Rep. Darrell Issa (R-Calif.) said he would have been cruising down a road on his BMW 1200 motorcycle.

Checking his BlackBerry schedule, Rep. Bobby Scott (D-Va.) said he would have been at the 2009 induction ceremony at the Hampton Roads African-American Sports Hall of Fame in Portsmouth, Va., and caught a college football game in the afternoon.

The East Front of the Capitol was smattered with nearly 40 cars and trucks belonging to lawmakers on Saturday as they flocked in and out of the House, making speeches and holding meetings in last-minute efforts to influence the vote expected late this evening or early tomorrow morning on the $1.2 trillion bill.

Only 13 such weekend sessions have been held in the 21st century, according to the Office of the House Historian. The last weekend that Congress met was Sunday, Sept. 28, 2008, when it was working overtime to create a financial bailout bill to blunt economic distress.

Some members had to call off scheduled appearances, like Rep. Donna Edwards (D-Md.), who was planning on going to the Redskins’ FedEx Field in her home state on Saturday, where veterans were being given free health screenings.

If she wasn’t there, Edwards, who supports the healthcare measure, said she’d be in her district talking about the need to pass the bill.

Rep. Eliot Engle (D-N.Y.), whose district is home to the Yankees baseball team that won the 2009 World Series championship, said since he missed the team’s parade on Friday he would have spent Saturday trying to hold his own celebration, while walking through his district talking with constituents.

Though she wouldn’t be on Capitol Hill, Rep. Zoe Lofgren (D-Calif.), chairwoman of the Ethics Committee, said she would have been working on her laptop, albeit in her backyard basking in the sunshine.

Rep. Neil Abercrombie (D-Hawaii) was also planning to put in some work, campaigning this Saturday thousands of miles away on his home island.

Congress has met much more frequently on Saturdays than on Sundays.
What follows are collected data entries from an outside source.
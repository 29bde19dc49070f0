// src/websocket/mod.rs

pub mod client; // tokio-tungstenite pubsub transport
pub mod manager; // Persistent subscriptions, heartbeat and reconnect-all
pub mod transport; // Streaming transport traits and subscription targets

pub use client::{WsStreamTransport, WsTransportFactory};
pub use manager::{
    AlertCallback, EventCallback, StreamNotice, SubscriptionManager, SubscriptionManagerConfig,
};
pub use transport::{
    NotificationListener, RawNotification, StreamEvent, StreamTransport, StreamTransportFactory,
    SubscriptionTarget,
};
// src/main.rs
use log::{error, info, warn};
use solana_resilient_rpc::{
    config::load_config,
    error::NetError,
    rpc::{HttpTransportFactory, RpcManager},
    utils::setup_logging,
    websocket::{SubscriptionManager, SubscriptionTarget, WsTransportFactory},
};
use solana_sdk::pubkey::Pubkey;
use std::str::FromStr;
use std::sync::Arc;
use std::time::Duration;

#[tokio::main]
async fn main() -> anyhow::Result<()> {
    let app_config = load_config()?;
    setup_logging(app_config.log_level)?;
    info!("🚀 Solana resilient RPC layer starting...");
    app_config.log_settings();

    // --- RPC endpoint pool ---
    let factory = HttpTransportFactory {
        agent_config: app_config.agent_config(),
        request_timeout: app_config.request_timeout(),
    };
    let rpc_manager = Arc::new(RpcManager::new(app_config.rpc_manager_config(), factory)?);
    rpc_manager
        .on_connection_reset(|| warn!("🔄 RPC transport replaced, cached connections refreshed"))
        .await;
    rpc_manager
        .start_health_checks(rpc_manager.config().health_check_interval)
        .await;

    rpc_manager.acquire_rate(1).await;
    match rpc_manager.primary_connection().await.get_slot().await {
        Ok(slot) => info!("✅ Primary endpoint at slot {}", slot),
        Err(e) => warn!("⚠️ Initial getSlot failed: {}", e),
    }

    // --- Streaming subscriptions ---
    let stream_factory = WsTransportFactory::new(app_config.stream_url()?);
    let subscriptions = Arc::new(SubscriptionManager::new(
        app_config.subscription_manager_config(),
        stream_factory,
    ));
    subscriptions
        .on_alert(|message| error!("📟 ALERT: {}", message))
        .await;

    let mut notices = subscriptions.notices();
    tokio::spawn(async move {
        while let Ok(notice) = notices.recv().await {
            info!("📣 Stream notice: {}", notice);
        }
    });

    for program in &app_config.subscribe_programs {
        let mentions = match Pubkey::from_str(program) {
            Ok(pubkey) => pubkey,
            Err(e) => {
                warn!("Skipping invalid program id {}: {}", program, e);
                continue;
            }
        };
        let id = format!("logs:{}", program);
        let result = subscriptions
            .subscribe(&id, SubscriptionTarget::Logs { mentions }, move |event| {
                info!(
                    "📨 {} slot {:?}: {}",
                    event.subscription_id,
                    event.slot,
                    event.payload["signature"]
                );
            })
            .await;
        if let Err(e) = result {
            warn!("⚠️ {} will attach on the next reconnect: {}", id, e);
        }
    }
    if app_config.subscribe_programs.is_empty() {
        info!("No SUBSCRIBE_PROGRAMS configured, stream heartbeat idle");
    }
    subscriptions
        .start_heartbeat(subscriptions.config().heartbeat_interval)
        .await;

    // --- Periodic status report ---
    let status_manager = rpc_manager.clone();
    let status_every = Duration::from_secs(app_config.status_interval_secs.max(1));
    let status_task = tokio::spawn(async move {
        let mut interval = tokio::time::interval(status_every);
        loop {
            interval.tick().await;
            let statuses = status_manager.get_status().await;
            info!(
                "📊 RPC status: {}/{} healthy",
                statuses.iter().filter(|s| s.healthy).count(),
                statuses.len()
            );
            for status in statuses {
                info!("   {}", status);
            }
        }
    });

    info!("Press CTRL-C to exit.");
    tokio::signal::ctrl_c()
        .await
        .map_err(|e| NetError::ConfigError(format!("cannot listen for ctrl-c: {}", e)))?;
    info!("🛑 Shutting down gracefully...");

    status_task.abort();
    subscriptions.shutdown().await;
    rpc_manager.stop_health_checks().await;
    info!("✅ Shutdown complete");

    Ok(())
}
From 1937 to 1978, Congress only met once on a Sunday. And in the past 20 years, the House has met only 21 times on a Sunday: four weekends just before the midterm election of 1990 and four weekends in a row around the turn of the year in 1995 during the government shutdown.

Though votes and speeches kept members walking between the House and their offices across Independence Avenue, some members yearned for a different sort of exercise.

Rep. Jason Chaffetz (R-Utah) said he would be at home spending time with his family and gearing up for ski season by going for a hike in the mountains near his house.

And Rep. John Lewis (D-Ga.) said he would have taken the day to do some long overdue housework, like raking the accumulating layers of leaves in his yard back home.

But if he was in Washington D.C., Lewis said he would have been strutting down the National Mall in his workout clothes, enjoying the sunshine.

Rep. Jesse Jackson (D-Ill.) also had other plans today.

"I would have taken my son to soccer practice at 11, then my daughter to gymnastics at noon, and then tonight I'd go and see Michael Jackson's [new film] 'This Is It' just one more time!" he laughed.

"But seriously, this," he said, gesturing toward the House floor, "this is it, today."